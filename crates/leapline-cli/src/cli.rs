//! CLI argument definitions using clap.

use clap::{ArgAction, Args, Parser, Subcommand};
use std::path::PathBuf;

use leapline::analysis::{GroupKey, LeapFilter};
use leapline::{DEFAULT_END, DEFAULT_START, OutputFormat};

use crate::logging::LogFormat;

/// Leapline: classify, normalize and summarize leap years in tabular data
#[derive(Parser)]
#[command(name = "leapline")]
#[command(version, about, long_about = None)]
#[command(propagate_version = true)]
pub struct Cli {
    #[command(subcommand)]
    pub command: Commands,

    /// Increase log verbosity (-v info, -vv debug, -vvv trace)
    #[arg(short, long, action = ArgAction::Count, global = true)]
    pub verbose: u8,

    /// Log output format
    #[arg(long, default_value = "compact", global = true)]
    pub log_format: LogFormat,
}

/// Where a data command reads its table from.
#[derive(Args, Debug, Clone)]
pub struct SourceArgs {
    /// Path to a CSV/TSV file (default: built-in sample years)
    #[arg(value_name = "FILE")]
    pub file: Option<PathBuf>,

    /// First sample year when no file is given
    #[arg(long, default_value_t = DEFAULT_START)]
    pub start: i64,

    /// Last sample year when no file is given
    #[arg(long, default_value_t = DEFAULT_END)]
    pub end: i64,

    /// Reject supplied Leap_Reason values that contradict Is_Leap_Year
    #[arg(long)]
    pub strict_reasons: bool,
}

/// Where and how a command writes a table.
#[derive(Args, Debug, Clone)]
pub struct OutputArgs {
    /// Output format
    #[arg(short, long, default_value = "tsv")]
    pub format: OutputFormat,

    /// Output path (default: stdout)
    #[arg(short, long)]
    pub output: Option<PathBuf>,
}

#[derive(Subcommand)]
pub enum Commands {
    /// Generate the sample year table
    Sample {
        /// First year (inclusive)
        #[arg(long, default_value_t = DEFAULT_START)]
        start: i64,

        /// Last year (inclusive)
        #[arg(long, default_value_t = DEFAULT_END)]
        end: i64,

        #[command(flatten)]
        output: OutputArgs,
    },

    /// Normalize a data file into the canonical leap year table
    Normalize {
        #[command(flatten)]
        source: SourceArgs,

        #[command(flatten)]
        output: OutputArgs,
    },

    /// Keep only the rows matching a condition
    Filter {
        #[command(flatten)]
        source: SourceArgs,

        /// Filter mode
        #[arg(short, long, default_value = "all")]
        mode: FilterMode,

        /// Year bound for the after and leap-after modes
        #[arg(short, long)]
        year: Option<i64>,

        /// Keep only the first N matching rows
        #[arg(short = 'n', long, conflicts_with = "tail")]
        limit: Option<usize>,

        /// Keep only the last N matching rows
        #[arg(short, long, conflicts_with = "limit")]
        tail: Option<usize>,

        /// Drop rows with any missing cell before filtering
        #[arg(long)]
        drop_missing: bool,

        /// Drop repeated rows before filtering, keeping the first
        #[arg(long)]
        drop_duplicates: bool,

        #[command(flatten)]
        output: OutputArgs,
    },

    /// Aggregate rows by leap reason or year group
    Group {
        #[command(flatten)]
        source: SourceArgs,

        /// Grouping key
        #[arg(short, long, default_value = "reason")]
        by: GroupKey,

        /// Output as JSON
        #[arg(long)]
        json: bool,
    },

    /// Show shape, missing values and statistics
    Summary {
        #[command(flatten)]
        source: SourceArgs,

        /// Output as JSON
        #[arg(long)]
        json: bool,
    },

    /// Check whether a single year is a leap year
    Check {
        /// Year to check
        #[arg(value_name = "YEAR", value_parser = clap::value_parser!(i64).range(1..=9999))]
        year: i64,
    },
}

/// Row filter selected on the command line.
#[derive(Clone, Copy, Debug, Default, PartialEq, Eq)]
pub enum FilterMode {
    #[default]
    All,
    Leap,
    NonLeap,
    After,
    AboveMean,
    LeapAfter,
}

impl FilterMode {
    /// Resolve the mode into a library filter, using `year` as the bound.
    pub fn to_filter(self, year: Option<i64>) -> Result<LeapFilter, String> {
        let bound = || year.ok_or_else(|| format!("--year is required for --mode {}", self));
        Ok(match self {
            FilterMode::All => LeapFilter::All,
            FilterMode::Leap => LeapFilter::LeapOnly,
            FilterMode::NonLeap => LeapFilter::NonLeapOnly,
            FilterMode::After => LeapFilter::YearAfter(bound()?),
            FilterMode::AboveMean => LeapFilter::AboveMeanYear,
            FilterMode::LeapAfter => LeapFilter::LeapAfter(bound()?),
        })
    }
}

impl std::str::FromStr for FilterMode {
    type Err = String;

    fn from_str(s: &str) -> Result<Self, Self::Err> {
        match s.to_lowercase().replace('_', "-").as_str() {
            "all" => Ok(FilterMode::All),
            "leap" => Ok(FilterMode::Leap),
            "non-leap" | "common" => Ok(FilterMode::NonLeap),
            "after" => Ok(FilterMode::After),
            "above-mean" => Ok(FilterMode::AboveMean),
            "leap-after" => Ok(FilterMode::LeapAfter),
            _ => Err(format!(
                "Unknown filter mode: {}. Use: all, leap, non-leap, after, above-mean, or leap-after.",
                s
            )),
        }
    }
}

impl std::fmt::Display for FilterMode {
    fn fmt(&self, f: &mut std::fmt::Formatter<'_>) -> std::fmt::Result {
        match self {
            FilterMode::All => write!(f, "all"),
            FilterMode::Leap => write!(f, "leap"),
            FilterMode::NonLeap => write!(f, "non-leap"),
            FilterMode::After => write!(f, "after"),
            FilterMode::AboveMean => write!(f, "above-mean"),
            FilterMode::LeapAfter => write!(f, "leap-after"),
        }
    }
}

PROBLEM >>
Output each entry once again, exactly as shown above.

SOLUTION >>
filename crates/leapline-cli/src/cli.rs
//! CLI argument definitions using clap.

use clap::{ArgAction, Args, Parser, Subcommand};
use std::path::PathBuf;

use leapline::analysis::{GroupKey, LeapFilter};
use leapline::{DEFAULT_END, DEFAULT_START, OutputFormat};

use crate::logging::LogFormat;

/// Leapline: classify, normalize and summarize leap years in tabular data
#[derive(Parser)]
#[command(name = "leapline")]
#[command(version, about, long_about = None)]
#[command(propagate_version = true)]
pub struct Cli {
    #[command(subcommand)]
    pub command: Commands,

    /// Increase log verbosity (-v info, -vv debug, -vvv trace)
    #[arg(short, long, action = ArgAction::Count, global = true)]
    pub verbose: u8,

    /// Log output format
    #[arg(long, default_value = "compact", global = true)]
    pub log_format: LogFormat,
}

/// Where a data command reads its table from.
#[derive(Args, Debug, Clone)]
pub struct SourceArgs {
    /// Path to a CSV/TSV file (default: built-in sample years)
    #[arg(value_name = "FILE")]
    pub file: Option<PathBuf>,

    /// First sample year when no file is given
    #[arg(long, default_value_t = DEFAULT_START)]
    pub start: i64,

    /// Last sample year when no file is given
    #[arg(long, default_value_t = DEFAULT_END)]
    pub end: i64,

    /// Reject supplied Leap_Reason values that contradict Is_Leap_Year
    #[arg(long)]
    pub strict_reasons: bool,
}

/// Where and how a command writes a table.
#[derive(Args, Debug, Clone)]
pub struct OutputArgs {
    /// Output format
    #[arg(short, long, default_value = "tsv")]
    pub format: OutputFormat,

    /// Output path (default: stdout)
    #[arg(short, long)]
    pub output: Option<PathBuf>,
}

#[derive(Subcommand)]
pub enum Commands {
    /// Generate the sample year table
    Sample {
        /// First year (inclusive)
        #[arg(long, default_value_t = DEFAULT_START)]
        start: i64,

        /// Last year (inclusive)
        #[arg(long, default_value_t = DEFAULT_END)]
        end: i64,

        #[command(flatten)]
        output: OutputArgs,
    },

    /// Normalize a data file into the canonical leap year table
    Normalize {
        #[command(flatten)]
        source: SourceArgs,

        #[command(flatten)]
        output: OutputArgs,
    },

    /// Keep only the rows matching a condition
    Filter {
        #[command(flatten)]
        source: SourceArgs,

        /// Filter mode
        #[arg(short, long, default_value = "all")]
        mode: FilterMode,

        /// Year bound for the after and leap-after modes
        #[arg(short, long)]
        year: Option<i64>,

        /// Keep only the first N matching rows
        #[arg(short = 'n', long, conflicts_with = "tail")]
        limit: Option<usize>,

        /// Keep only the last N matching rows
        #[arg(short, long, conflicts_with = "limit")]
        tail: Option<usize>,

        /// Drop rows with any missing cell before filtering
        #[arg(long)]
        drop_missing: bool,

        /// Drop repeated rows before filtering, keeping the first
        #[arg(long)]
        drop_duplicates: bool,

        #[command(flatten)]
        output: OutputArgs,
    },

    /// Aggregate rows by leap reason or year group
    Group {
        #[command(flatten)]
        source: SourceArgs,

        /// Grouping key
        #[arg(short, long, default_value = "reason")]
        by: GroupKey,

        /// Output as JSON
        #[arg(long)]
        json: bool,
    },

    /// Show shape, missing values and statistics
    Summary {
        #[command(flatten)]
        source: SourceArgs,

        /// Output as JSON
        #[arg(long)]
        json: bool,
    },

    /// Check whether a single year is a leap year
    Check {
        /// Year to check
        #[arg(value_name = "YEAR", value_parser = clap::value_parser!(i64).range(1..=9999))]
        year: i64,
    },
}

/// Row filter selected on the command line.
#[derive(Clone, Copy, Debug, Default, PartialEq, Eq)]
pub enum FilterMode {
    #[default]
    All,
    Leap,
    NonLeap,
    After,
    AboveMean,
    LeapAfter,
}

impl FilterMode {
    /// Resolve the mode into a library filter, using `year` as the bound.
    pub fn to_filter(self, year: Option<i64>) -> Result<LeapFilter, String> {
        let bound = || year.ok_or_else(|| format!("--year is required for --mode {}", self));
        Ok(match self {
            FilterMode::All => LeapFilter::All,
            FilterMode::Leap => LeapFilter::LeapOnly,
            FilterMode::NonLeap => LeapFilter::NonLeapOnly,
            FilterMode::After => LeapFilter::YearAfter(bound()?),
            FilterMode::AboveMean => LeapFilter::AboveMeanYear,
            FilterMode::LeapAfter => LeapFilter::LeapAfter(bound()?),
        })
    }
}

impl std::str::FromStr for FilterMode {
    type Err = String;

    fn from_str(s: &str) -> Result<Self, Self::Err> {
        match s.to_lowercase().replace('_', "-").as_str() {
            "all" => Ok(FilterMode::All),
            "leap" => Ok(FilterMode::Leap),
            "non-leap" | "common" => Ok(FilterMode::NonLeap),
            "after" => Ok(FilterMode::After),
            "above-mean" => Ok(FilterMode::AboveMean),
            "leap-after" => Ok(FilterMode::LeapAfter),
            _ => Err(format!(
                "Unknown filter mode: {}. Use: all, leap, non-leap, after, above-mean, or leap-after.",
                s
            )),
        }
    }
}

impl std::fmt::Display for FilterMode {
    fn fmt(&self, f: &mut std::fmt::Formatter<'_>) -> std::fmt::Result {
        match self {
            FilterMode::All => write!(f, "all"),
            FilterMode::Leap => write!(f, "leap"),
            FilterMode::NonLeap => write!(f, "non-leap"),
            FilterMode::After => write!(f, "after"),
            FilterMode::AboveMean => write!(f, "above-mean"),
            FilterMode::LeapAfter => write!(f, "leap-after"),
        }
    }
}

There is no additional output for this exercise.